Jewish Hospitality

On Sunday I’m off to a two-week trip to Asia, which means I’ll be spending the holiday of Shavuot (Tue-Wed next week) in Singapore. I was planning on ordering meals at the local synagogue, as I did with my family last time we were there. But then it turned out I didn’t need to.

I had mentioned the fact that I was going to be in Singapore for the holiday to a friend from Tokyo (whilst letting him know I’ll be there for the following shabbat). And lo and behold: a day later I get an email from someone I do not know, inviting me to have the holiday meals with his family in Singapore. Apparently, my Tokyo friend wrote to him about me and the guy promptly emailed back with the invitation.

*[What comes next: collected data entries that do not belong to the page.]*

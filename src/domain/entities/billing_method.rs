use chrono::{DateTime, Utc};
use serde::Serialize;
use uuid::Uuid;

/// A tokenized, stored payment credential usable for unattended charges.
/// The gateway credential token is encrypted at rest and cleared on deletion.
#[derive(Debug, Clone, Serialize)]
#[serde(rename_all = "camelCase")]
pub struct BillingMethod {
    pub id: Uuid,
    pub user_id: Uuid,
    /// Gateway name the router dispatches on.
    pub gateway: String,
    #[serde(skip_serializing)]
    pub secret_encrypted: Option<String>,
    pub deleted: bool,
    /// Renewals always resolve through the designated primary method.
    pub is_primary: bool,
    /// The ledger transaction recorded when this method was registered.
    pub transaction_id: Option<Uuid>,
    pub created_at: Option<DateTime<Utc>>,
    pub updated_at: Option<DateTime<Utc>>,
}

This is possibly quite a unique phenomenon. I know of no other community or group of people, certainly not as large and far-reaching as the Jews, where you can land anywhere in the world and if there’s a Jewish community there, chances are you will not be left out in the cold. This is of course not true of every Jewish community and certainly not true of every person belonging to such a community, but during my four years in Japan I have seen this happen countless times. We ourselves hosted many people in our house for shabbat dinner or shabbat lunch, visitors – complete strangers – who just turned up at the synagogue on Friday evening.

Chabad have obviously made such hospitality a profession (I myself check if there’s a Chabad house in places I travel to for the first time), but the “personal touch” of Jewish families who invite strangers to their home is still very much alive and kicking. Despite my intrinsic cynicism, I find it rather heart-warming. There, I’ve said it.